Wall Street suffers worst week since 2008 as US imposes coronavirus restrictions

Wall Street saw further losses on Friday to continue the recent rout as it suffered its worst week since the financial crisis of 2008.

The S&P 500 and Dow Jones indexes were down more than four per cent on Friday despite making gains earlier on.

Read more: Coronavirus wage bailout: Government to cover 80 per cent of workers’ salaries up to £2,500

All three major indexes registered their biggest weekly declines since October 2008.

On Friday the Dow fell by 913.21 points, or 4.6 per cent, to close at 19,173.98, while the S&P closed down 4.3 per cent, or 271.06 points, while the Nasdaq slid almost 3.8 per cent.

It came as New York state joined California and other states across the US in ordering all non-essential workers stay at home to contain the spread of the coronavirus.

However, the indices had started the day up, following on from Thursday’s gains.
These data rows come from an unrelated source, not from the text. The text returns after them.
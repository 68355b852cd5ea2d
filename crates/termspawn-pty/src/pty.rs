//! PTY (Pseudo-Terminal) handling with portable-pty.

use portable_pty::{native_pty_system, Child, ChildKiller, MasterPty, PtySize};
use std::io::{Read, Write};
use std::sync::Mutex;
use std::thread;
use std::time::Duration;
use tracing::{debug, error, info};

use termspawn_core::{Dimensions, Error, Result};

use crate::command::SpawnCommand;

/// Interval between exit polls in [`PtyHandle::wait`].
const WAIT_POLL: Duration = Duration::from_millis(20);

/// Handle to a child process running on its own PTY.
pub struct PtyHandle {
    /// The master PTY end
    master: Mutex<Box<dyn MasterPty + Send>>,
    /// The child process
    child: Mutex<Box<dyn Child + Send + Sync>>,
    /// Kills the child without taking the `child` lock
    killer: Mutex<Box<dyn ChildKiller + Send + Sync>>,
    /// PTY writer
    writer: Mutex<Box<dyn Write + Send>>,
    /// PTY reader, until someone takes it for pumping
    reader: Mutex<Option<Box<dyn Read + Send>>>,
    /// Current PTY dimensions
    dimensions: Mutex<Dimensions>,
    /// Exit code, once observed
    exit_code: Mutex<Option<u32>>,
    pid: Option<u32>,
    label: String,
}

impl std::fmt::Debug for PtyHandle {
    fn fmt(&self, f: &mut std::fmt::Formatter<'_>) -> std::fmt::Result {
        f.debug_struct("PtyHandle")
            .field("pid", &self.pid)
            .field("label", &self.label)
            .field("dimensions", &self.dimensions)
            .finish_non_exhaustive()
    }
}

fn lock_err<T>(e: std::sync::PoisonError<T>) -> Error {
    Error::PtyError(format!("Lock error: {e}"))
}

impl PtyHandle {
    /// Spawn a new PTY running `command` with the given dimensions.
    ///
    /// # Example
    /// ```no_run
    /// use termspawn_pty::{PtyHandle, SpawnCommand};
    /// use termspawn_core::Dimensions;
    ///
    /// # fn example() -> termspawn_core::Result<()> {
    /// let cmd = SpawnCommand::new(["sh", "-c", "echo hi"]);
    /// let pty = PtyHandle::spawn(&cmd, Dimensions::new(24, 80))?;
    /// println!("child pid: {:?}", pty.pid());
    /// # Ok(())
    /// # }
    /// ```
    pub fn spawn(command: &SpawnCommand, dimensions: Dimensions) -> Result<Self> {
        let label = command.label();
        info!(
            "Spawning PTY: command='{}', dimensions={}, cwd={:?}",
            label, dimensions, command.working_directory
        );

        let builder = command.to_command_builder()?;

        let pty_system = native_pty_system();
        let pty_size = PtySize {
            rows: dimensions.rows,
            cols: dimensions.cols,
            pixel_width: 0,
            pixel_height: 0,
        };

        debug!("Opening PTY with native system");
        let pair = pty_system.openpty(pty_size).map_err(|e| {
            error!("Failed to open PTY: {}", e);
            Error::PtyError(format!("Failed to open PTY: {e}"))
        })?;

        let child = pair.slave.spawn_command(builder).map_err(|e| {
            error!("Failed to spawn command '{}': {}", label, e);
            Error::SpawnFailed(e.to_string())
        })?;
        // The slave end belongs to the child now; holding it would keep
        // the reader from ever seeing EOF.
        drop(pair.slave);

        let writer = pair.master.take_writer().map_err(|e| {
            error!("Failed to take PTY writer: {}", e);
            Error::PtyError(format!("Failed to take writer: {e}"))
        })?;

        let reader = pair.master.try_clone_reader().map_err(|e| {
            error!("Failed to clone PTY reader: {}", e);
            Error::PtyError(format!("Failed to clone reader: {e}"))
        })?;

        let pid = child.process_id();
        let killer = child.clone_killer();
        info!("PTY spawned successfully: command='{}', pid={:?}", label, pid);

        Ok(Self {
            master: Mutex::new(pair.master),
            child: Mutex::new(child),
            killer: Mutex::new(killer),
            writer: Mutex::new(writer),
            reader: Mutex::new(Some(reader)),
            dimensions: Mutex::new(dimensions),
            exit_code: Mutex::new(None),
            pid,
            label,
        })
    }

    /// OS process id of the child, if the platform reports one.
    pub fn pid(&self) -> Option<u32> {
        self.pid
    }

    /// Description of the spawned command.
    pub fn label(&self) -> &str {
        &self.label
    }

    /// Take the PTY reader. Only the first call returns `Some`.
    pub fn take_reader(&self) -> Result<Option<Box<dyn Read + Send>>> {
        Ok(self.reader.lock().map_err(lock_err)?.take())
    }

    /// Write data to the PTY.
    pub fn write(&self, data: &[u8]) -> Result<usize> {
        debug!("Writing {} bytes to PTY", data.len());
        let mut writer = self.writer.lock().map_err(lock_err)?;
        writer.write_all(data)?;
        writer.flush()?;
        Ok(data.len())
    }

    /// Resize the PTY to new dimensions.
    pub fn resize(&self, new_dimensions: Dimensions) -> Result<()> {
        info!("Resizing PTY to {}", new_dimensions);
        let master = self.master.lock().map_err(lock_err)?;
        master
            .resize(PtySize {
                rows: new_dimensions.rows,
                cols: new_dimensions.cols,
                pixel_width: 0,
                pixel_height: 0,
            })
            .map_err(|e| Error::PtyError(format!("Resize failed: {e}")))?;

        *self.dimensions.lock().map_err(lock_err)? = new_dimensions;
        Ok(())
    }

    /// Get current PTY dimensions.
    pub fn dimensions(&self) -> Result<Dimensions> {
        Ok(*self.dimensions.lock().map_err(lock_err)?)
    }

    /// Poll the child once; returns the exit code if it has exited.
    pub fn try_wait(&self) -> Result<Option<u32>> {
        let mut exit_code = self.exit_code.lock().map_err(lock_err)?;
        if exit_code.is_some() {
            return Ok(*exit_code);
        }
        let mut child = self.child.lock().map_err(lock_err)?;
        if let Some(status) = child.try_wait()? {
            *exit_code = Some(status.exit_code());
        }
        Ok(*exit_code)
    }

    /// Check if the child process is still running.
    pub fn is_alive(&self) -> bool {
        matches!(self.try_wait(), Ok(None))
    }

    /// Block until the child exits and return its exit code.
    ///
    /// Polls rather than blocking inside the child lock, so `kill` and
    /// `is_alive` stay usable from other threads meanwhile.
    pub fn wait(&self) -> Result<u32> {
        loop {
            if let Some(code) = self.try_wait()? {
                debug!("PTY child exited: pid={:?}, code={}", self.pid, code);
                return Ok(code);
            }
            thread::sleep(WAIT_POLL);
        }
    }

    /// Kill the child process.
    pub fn kill(&self) -> Result<()> {
        info!("Killing PTY process: pid={:?}", self.pid);
        if !self.is_alive() {
            return Ok(());
        }
        let mut killer = self.killer.lock().map_err(lock_err)?;
        killer
            .kill()
            .map_err(|e| Error::PtyError(format!("Kill failed: {e}")))
    }
}

#[cfg(test)]
mod tests {
    use super::*;
    use std::time::Instant;

    fn shell() -> SpawnCommand {
        SpawnCommand::new(["/bin/sh"])
    }

    #[test]
    fn test_pty_spawn() {
        let pty = PtyHandle::spawn(&shell(), Dimensions::new(24, 80)).unwrap();
        assert!(pty.is_alive());
        assert!(pty.pid().is_some());
        pty.kill().unwrap();
    }

    #[test]
    fn test_pty_spawn_missing_program() {
        let cmd = SpawnCommand::new(["/no/such/program"]);
        let result = PtyHandle::spawn(&cmd, Dimensions::new(24, 80));
        assert!(result.is_err());
    }

    #[test]
    fn test_pty_dimensions_and_resize() {
        let pty = PtyHandle::spawn(&shell(), Dimensions::new(30, 100)).unwrap();
        assert_eq!(pty.dimensions().unwrap(), Dimensions::new(30, 100));

        pty.resize(Dimensions::new(40, 120)).unwrap();
        assert_eq!(pty.dimensions().unwrap(), Dimensions::new(40, 120));
        pty.kill().unwrap();
    }

    #[test]
    fn test_pty_wait_returns_exit_code() {
        let cmd = SpawnCommand::new(["sh", "-c", "exit 3"]);
        let pty = PtyHandle::spawn(&cmd, Dimensions::new(24, 80)).unwrap();
        assert_eq!(pty.wait().unwrap(), 3);
        assert!(!pty.is_alive());
    }

    #[test]
    fn test_pty_write_and_read() {
        let pty = PtyHandle::spawn(&shell(), Dimensions::new(24, 80)).unwrap();
        let mut reader = pty.take_reader().unwrap().unwrap();
        assert!(pty.take_reader().unwrap().is_none());

        pty.write(b"echo hello\n").unwrap();

        let mut buffer = [0u8; 4096];
        let n = reader.read(&mut buffer).unwrap();
        assert!(n > 0);
        pty.kill().unwrap();
    }

    #[test]
    fn test_pty_kill() {
        let pty = PtyHandle::spawn(&SpawnCommand::new(["sleep", "30"]), Dimensions::new(24, 80))
            .unwrap();
        assert!(pty.is_alive());

        pty.kill().unwrap();

        let deadline = Instant::now() + Duration::from_secs(2);
        while pty.is_alive() && Instant::now() < deadline {
            thread::sleep(Duration::from_millis(20));
        }
        assert!(!pty.is_alive());
    }
}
The market attempted to build on those gains as global policymakers turned on all the taps to prop up financial markets after four weeks of heavy selling that ended Wall Street’s record 11-year bull run. 

But investors were rocked during the afternoon as coronavirus fears grew throughout the afternoon.

Read more: Deutsche Bank warns of material impact from coronavirus pandemic

Both the S&P and Dow Jones plunged more than 3 per cent minutes after the World Health Organization warned that world health systems were “collapsing” under the strain of the pandemic.

Hopsitals in Italy and Spain in particular have been placed under huge strain in recent days as the number of cases continues to climb.

Meanwhile, in the US the number of coronavirus cases has risen sharply.

There are now more than 17,000 positive cases and some of the worst-affected states have gone into lockdown, with more than 75m across the country told to stay at home.